YOUR ASSIGNMENT:
Repeat, exactly as written, the lines of the records below from the first through the line with "pub trait MessageBus: Send", but none past it.

(Records from a data collection)
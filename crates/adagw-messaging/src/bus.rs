//! ---
//! gw_section: "02-messaging-ipc-data-model"
//! gw_subsection: "module"
//! gw_type: "source"
//! gw_scope: "code"
//! gw_description: "Message bus abstraction used by the distributor."
//! gw_version: "v0.0.0-prealpha"
//! gw_owner: "tbd"
//! ---
use std::sync::Arc;

use parking_lot::Mutex;
use tracing::debug;

use crate::{MessagingError, Result};

/// Topic for informational service notices.
pub const SERVICE_TOPIC: &str = "BeeeOn/service";
/// Topic for failure notices.
pub const FAILURE_TOPIC: &str = "BeeeOn/failure";

/// Delivery guarantee requested from the broker (0, 1 or 2).
pub type QoS = u8;

/// Publish side of a topic-based message bus.
pub trait MessageBus: Send + Sync {
    /// Publish `payload` to `topic`.
    fn publish(&self, topic: &str, payload: &str, qos: QoS) -> Result<()>;
    /// Human-readable bus name for logging.
    fn name(&self) -> &'static str;
}

/// A single recorded publish.
#[derive(Debug, Clone, PartialEq, Eq)]
pub struct Published {
    /// Destination topic.
    pub topic: String,
    /// Payload as sent.
    pub payload: String,
    /// Requested QoS.
    pub qos: QoS,
}

/// In-process bus that records every publish; useful for tests and for
/// running without a broker.
#[derive(Debug, Clone, Default)]
pub struct InMemoryBus {
    log: Arc<Mutex<Vec<Published>>>,
    fail: Arc<Mutex<bool>>,
}

impl InMemoryBus {
    /// Create an empty bus.
    pub fn new() -> Self {
        Self::default()
    }

    /// Everything published so far.
    pub fn published(&self) -> Vec<Published> {
        self.log.lock().clone()
    }

    /// Publishes on `topic` so far.
    pub fn on_topic(&self, topic: &str) -> Vec<Published> {
        self.log
            .lock()
            .iter()
            .filter(|p| p.topic == topic)
            .cloned()
            .collect()
    }

    /// Make subsequent publishes fail (simulates a broker outage).
    pub fn set_failing(&self, failing: bool) {
        *self.fail.lock() = failing;
    }
}

impl MessageBus for InMemoryBus {
    fn publish(&self, topic: &str, payload: &str, qos: QoS) -> Result<()> {
        if *self.fail.lock() {
            return Err(MessagingError::Publish {
                topic: topic.to_owned(),
                reason: "broker unavailable".into(),
            });
        }
        self.log.lock().push(Published {
            topic: topic.to_owned(),
            payload: payload.to_owned(),
            qos,
        });
        Ok(())
    }

    fn name(&self) -> &'static str {
        "in_memory"
    }
}

/// Bus that only traces what would be published; stands in when no broker
/// client is attached to the daemon.
#[derive(Debug, Clone, Copy, Default)]
pub struct TracingBus;

impl MessageBus for TracingBus {
    fn publish(&self, topic: &str, payload: &str, qos: QoS) -> Result<()> {
        debug!(topic, qos, bytes = payload.len(), "publish without broker");
        Ok(())
    }

    fn name(&self) -> &'static str {
        "tracing"
    }
}
impl AppConfig {
    pub const ENV_CONFIG_PATH: &str = "ADAGW_CONFIG";

    /// Load configuration from disk, respecting the `ADAGW_CONFIG` override.
    pub fn load<P: AsRef<Path>>(candidates: &[P]) -> Result<Self> {
        Ok(Self::load_with_source(candidates)?.config)
    }

    /// Load configuration from disk together with the effective source path.
    pub fn load_with_source<P: AsRef<Path>>(candidates: &[P]) -> Result<LoadedAppConfig> {
        if let Ok(env_path) = std::env::var(Self::ENV_CONFIG_PATH) {
            if !env_path.trim().is_empty() {
                let path = PathBuf::from(env_path);
                let config = Self::from_path(&path)?;
                return Ok(LoadedAppConfig {
                    config,
                    source: path,
                });
            }
        }

        for candidate in candidates {
            if candidate.as_ref().exists() {
                let path = candidate.as_ref().to_path_buf();
                let config = Self::from_path(&path)?;
                return Ok(LoadedAppConfig {
                    config,
                    source: path,
                });
            }
        }

        Err(anyhow!(
            "no configuration files found. inspected: {}",
            candidates
                .iter()
                .map(|p| p.as_ref().display().to_string())
                .collect::<Vec<_>>()
                .join(", ")
        ))
    }

    fn from_path(path: &Path) -> Result<Self> {
        debug!(config_path = %path.display(), "loading configuration");
        let contents = fs::read_to_string(path)
            .with_context(|| format!("unable to read config file {}", path.display()))?;
        let config = toml::from_str::<AppConfig>(&contents)
            .with_context(|| format!("failed to parse config file {}", path.display()))?;
        config.validate()?;
        Ok(config)
    }

    /// Validate structural invariants.
    pub fn validate(&self) -> Result<()> {
        self.gateway.validate()?;
        self.server.validate()?;
        self.cache.validate()?;
        self.distributor.validate()?;
        Ok(())
    }

    /// Render the effective configuration back to TOML.
    pub fn to_toml(&self) -> Result<String> {
        toml::to_string_pretty(self).context("failed to render configuration")
    }
}

impl std::str::FromStr for AppConfig {
    type Err = anyhow::Error;

    fn from_str(content: &str) -> std::result::Result<Self, Self::Err> {
        let config: AppConfig =
            toml::from_str(content).with_context(|| "failed to parse configuration")?;
        config.validate()?;
        Ok(config)
    }
}

/// Identity the gateway reports in every envelope.
#[derive(Debug, Clone, Serialize, Deserialize)]
pub struct GatewayConfig {
    #[serde(default = "default_adapter_id")]
    pub adapter_id: String,
    #[serde(default = "default_fw_version")]
    pub fw_version: String,
    #[serde(default = "default_protocol_version")]
    pub protocol_version: String,
    #[serde(rename = "type", default = "default_gateway_type")]
    pub gateway_type: String,
}

impl GatewayConfig {
    fn validate(&self) -> Result<()> {
        if self.adapter_id.trim().is_empty() {
            return Err(anyhow!("gateway.adapter_id must not be empty"));
        }
        if self.protocol_version.trim().parse::<f32>().is_err() {
            return Err(anyhow!(
                "gateway.protocol_version '{}' is not numeric",
                self.protocol_version
            ));
        }
        Ok(())
    }
}

impl Default for GatewayConfig {
    fn default() -> Self {
        Self {
            adapter_id: default_adapter_id(),
            fw_version: default_fw_version(),
            protocol_version: default_protocol_version(),
            gateway_type: default_gateway_type(),
        }
    }
}

/// Which server transport the daemon runs.
#[derive(Debug, Copy, Clone, Serialize, Deserialize, PartialEq, Eq, Default)]
#[serde(rename_all = "snake_case")]
pub enum LinkKind {
    /// One request per connection plus a dedicated receive connection.
    #[default]
    Synchronous,
    /// Single full-duplex socket with request/response ids.
    Correlated,
}

#[serde_as]
#[derive(Debug, Clone, Serialize, Deserialize)]
pub struct ServerConfig {
    #[serde(default = "default_server_host")]
    pub host: String,
    #[serde(default = "default_server_port")]
    pub port: u16,
    #[serde(default = "default_server_uri")]
    pub uri: String,
    #[serde(default)]
    pub link: LinkKind,
    #[serde_as(as = "DurationSeconds<u64>")]
    #[serde(default = "default_socket_timeout")]
    pub timeout: Duration,
    #[serde_as(as = "DurationSeconds<u64>")]
    #[serde(default = "default_receive_timeout")]
    pub receive_timeout: Duration,
    #[serde_as(as = "DurationSeconds<u64>")]
    #[serde(default = "default_reconnect_delay")]
    pub reconnect_delay: Duration,
    #[serde_as(as = "DurationMilliSeconds<u64>")]
    #[serde(default = "default_response_poll_interval")]
    pub response_poll_interval: Duration,
    #[serde(default = "default_response_attempts")]
    pub response_attempts: u32,
    #[serde(default = "default_receive_queue_capacity")]
    pub receive_queue_capacity: usize,
    #[serde(default)]
    pub tls: TlsSettings,
    #[serde(default)]
    pub keepalive: KeepaliveConfig,
}

impl ServerConfig {
    fn validate(&self) -> Result<()> {
        if self.host.trim().is_empty() {
            return Err(anyhow!("server.host must not be empty"));
        }
        if self.port == 0 {
            return Err(anyhow!("server.port must be non-zero"));
        }
        if !self.uri.starts_with('/') {
            return Err(anyhow!("server.uri '{}' must start with '/'", self.uri));
        }
        if self.response_attempts == 0 {
            return Err(anyhow!("server.response_attempts must be at least 1"));
        }
        if self.receive_queue_capacity == 0 {
            return Err(anyhow!("server.receive_queue_capacity must be at least 1"));
        }
        self.tls.validate()
    }

    /// Host name presented during the TLS handshake.
    pub fn tls_server_name(&self) -> &str {
        self.tls.server_name.as_deref().unwrap_or(&self.host)
    }
}

impl Default for ServerConfig {
    fn default() -> Self {
        Self {
            host: default_server_host(),
            port: default_server_port(),
            uri: default_server_uri(),
            link: LinkKind::default(),
            timeout: default_socket_timeout(),
            receive_timeout: default_receive_timeout(),
            reconnect_delay: default_reconnect_delay(),
            response_poll_interval: default_response_poll_interval(),
            response_attempts: default_response_attempts(),
            receive_queue_capacity: default_receive_queue_capacity(),
            tls: TlsSettings::default(),
            keepalive: KeepaliveConfig::default(),
        }
    }
}

#[derive(Debug, Clone, Serialize, Deserialize)]
pub struct TlsSettings {
    #[serde(default = "default_true")]
    pub enabled: bool,
    #[serde(default)]
    pub ca_file: Option<PathBuf>,
    #[serde(default)]
    pub certificate: Option<PathBuf>,
    #[serde(default)]
    pub private_key: Option<PathBuf>,
    #[serde(default)]
    pub server_name: Option<String>,
}

impl TlsSettings {
    fn validate(&self) -> Result<()> {
        if !self.enabled {
            return Ok(());
        }
        if self.ca_file.is_none() {
            return Err(anyhow!("server.tls.ca_file is required when tls is enabled"));
        }
        if self.certificate.is_some() != self.private_key.is_some() {
            return Err(anyhow!(
                "server.tls.certificate and server.tls.private_key must be set together"
            ));
        }
        Ok(())
    }
}

impl Default for TlsSettings {
    fn default() -> Self {
        Self {
            enabled: true,
            ca_file: None,
            certificate: None,
            private_key: None,
            server_name: None,
        }
    }
}

/// TCP keepalive applied to the long-lived receive connection.
#[serde_as]
#[derive(Debug, Clone, Serialize, Deserialize)]
pub struct KeepaliveConfig {
    #[serde(default = "default_true")]
    pub enabled: bool,
    #[serde_as(as = "DurationSeconds<u64>")]
    #[serde(default = "default_keepalive_time")]
    pub time: Duration,
    #[serde_as(as = "DurationSeconds<u64>")]
    #[serde(default = "default_keepalive_interval")]
    pub interval: Duration,
    #[serde(default = "default_keepalive_probes")]
    pub probes: u32,
}

impl Default for KeepaliveConfig {
    fn default() -> Self {
        Self {
            enabled: true,
            time: default_keepalive_time(),
            interval: default_keepalive_interval(),
            probes: default_keepalive_probes(),
        }
    }
}
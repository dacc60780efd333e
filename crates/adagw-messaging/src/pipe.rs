//! ---
//! gw_section: "02-messaging-ipc-data-model"
//! gw_subsection: "module"
//! gw_type: "source"
//! gw_scope: "code"
//! gw_description: "Named-pipe debug tap for locally produced readings."
//! gw_version: "v0.0.0-prealpha"
//! gw_owner: "tbd"
//! ---
use std::fs::OpenOptions;
use std::io::{ErrorKind, Write};
use std::os::unix::fs::{FileTypeExt, OpenOptionsExt};
use std::path::{Path, PathBuf};

use nix::sys::stat::Mode;
use nix::unistd::mkfifo;
use tracing::{debug, info};

use crate::Result;

/// Write end of a FIFO that a developer can `cat` to watch readings.
///
/// Each write opens the pipe non-blocking, so a missing reader never stalls
/// the distributor.
#[derive(Debug, Clone)]
pub struct GeekPipe {
    path: PathBuf,
}

impl GeekPipe {
    /// Create the FIFO at `path` unless something already exists there.
    pub fn create(path: impl Into<PathBuf>) -> Result<Self> {
        let path = path.into();
        match std::fs::metadata(&path) {
            Ok(meta) if meta.file_type().is_fifo() => {}
            Ok(_) => debug!(path = %path.display(), "geek pipe path exists and is not a fifo"),
            Err(err) if err.kind() == ErrorKind::NotFound => {
                mkfifo(&path, Mode::S_IRUSR | Mode::S_IWUSR | Mode::S_IRGRP | Mode::S_IROTH)?;
                info!(path = %path.display(), "geek pipe created");
            }
            Err(err) => return Err(err.into()),
        }
        Ok(Self { path })
    }

    /// FIFO location.
    pub fn path(&self) -> &Path {
        &self.path
    }

    /// Write `payload` if a reader is attached. `ENXIO` (no reader) is an error.
    pub fn write(&self, payload: &str) -> Result<()> {
        let mut pipe = OpenOptions::new()
            .write(true)
            .custom_flags(nix::libc::O_NONBLOCK)
            .open(&self.path)?;
        pipe.write_all(payload.as_bytes())?;
        Ok(())
    }
}

#[cfg(test)]
mod tests {
    use super::*;
    use std::io::Read;

    #[test]
    fn write_without_reader_fails_fast() {
        let dir = tempfile::tempdir().unwrap();
        let pipe = GeekPipe::create(dir.path().join("geek")).unwrap();
        assert!(std::fs::metadata(pipe.path()).unwrap().file_type().is_fifo());
        assert!(pipe.write("time;1\n").is_err());
    }

    #[test]
    fn reader_sees_payload() {
        let dir = tempfile::tempdir().unwrap();
        let pipe = GeekPipe::create(dir.path().join("geek")).unwrap();
        // Opening the read end non-blocking succeeds without a writer.
        let mut reader = OpenOptions::new()
            .read(true)
            .custom_flags(nix::libc::O_NONBLOCK)
            .open(pipe.path())
            .unwrap();

        pipe.write("time;5;euid;1;device_id;2;pairs;0\n").unwrap();
        let mut received = String::new();
        reader.read_to_string(&mut received).unwrap();
        assert_eq!(received, "time;5;euid;1;device_id;2;pairs;0\n");
    }
}
//! ---
//! gw_section: "01-core-functionality"
//! gw_subsection: "module"
//! gw_type: "source"
//! gw_scope: "code"
//! gw_description: "Shared primitives and utilities for the gateway runtime."
//! gw_version: "v0.0.0-prealpha"
//! gw_owner: "tbd"
//! ---
use tokio::sync::watch;

/// Owner side of the process-wide shutdown signal.
#[derive(Debug)]
pub struct ShutdownTrigger {
    tx: watch::Sender<bool>,
}

/// Cloneable observer handed to every long-running task.
#[derive(Debug, Clone)]
pub struct Shutdown {
    rx: watch::Receiver<bool>,
}

/// Create a connected trigger/observer pair.
pub fn channel() -> (ShutdownTrigger, Shutdown) {
    let (tx, rx) = watch::channel(false);
    (ShutdownTrigger { tx }, Shutdown { rx })
}

impl ShutdownTrigger {
    pub fn trigger(&self) {
        self.tx.send_replace(true);
    }

    pub fn subscribe(&self) -> Shutdown {
        Shutdown {
            rx: self.tx.subscribe(),
        }
    }
}

impl Shutdown {
    pub fn is_triggered(&self) -> bool {
        *self.rx.borrow()
    }

    /// Resolves once shutdown has been requested (immediately if it already was).
    pub async fn triggered(&mut self) {
        // A closed channel means the trigger is gone, which counts as shutdown.
        let _ = self.rx.wait_for(|stop| *stop).await;
    }
}

#[cfg(test)]
mod tests {
    use super::*;
    use std::time::Duration;

    #[tokio::test]
    async fn observers_see_trigger() {
        let (trigger, shutdown) = channel();
        let mut late = trigger.subscribe();
        assert!(!shutdown.is_triggered());

        trigger.trigger();
        assert!(shutdown.is_triggered());
        tokio::time::timeout(Duration::from_secs(1), late.triggered())
            .await
            .expect("shutdown observed");
    }

    #[tokio::test]
    async fn dropped_trigger_releases_waiters() {
        let (trigger, mut shutdown) = channel();
        drop(trigger);
        tokio::time::timeout(Duration::from_secs(1), shutdown.triggered())
            .await
            .expect("closed channel resolves");
    }
}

EXERCISE OUTPUT:
filename crates/adagw-messaging/src/bus.rs
//! ---
//! gw_section: "02-messaging-ipc-data-model"
//! gw_subsection: "module"
//! gw_type: "source"
//! gw_scope: "code"
//! gw_description: "Message bus abstraction used by the distributor."
//! gw_version: "v0.0.0-prealpha"
//! gw_owner: "tbd"
//! ---
use std::sync::Arc;

use parking_lot::Mutex;
use tracing::debug;

use crate::{MessagingError, Result};

/// Topic for informational service notices.
pub const SERVICE_TOPIC: &str = "BeeeOn/service";
/// Topic for failure notices.
pub const FAILURE_TOPIC: &str = "BeeeOn/failure";

/// Delivery guarantee requested from the broker (0, 1 or 2).
pub type QoS = u8;

/// Publish side of a topic-based message bus.
pub trait MessageBus: Send + Sync {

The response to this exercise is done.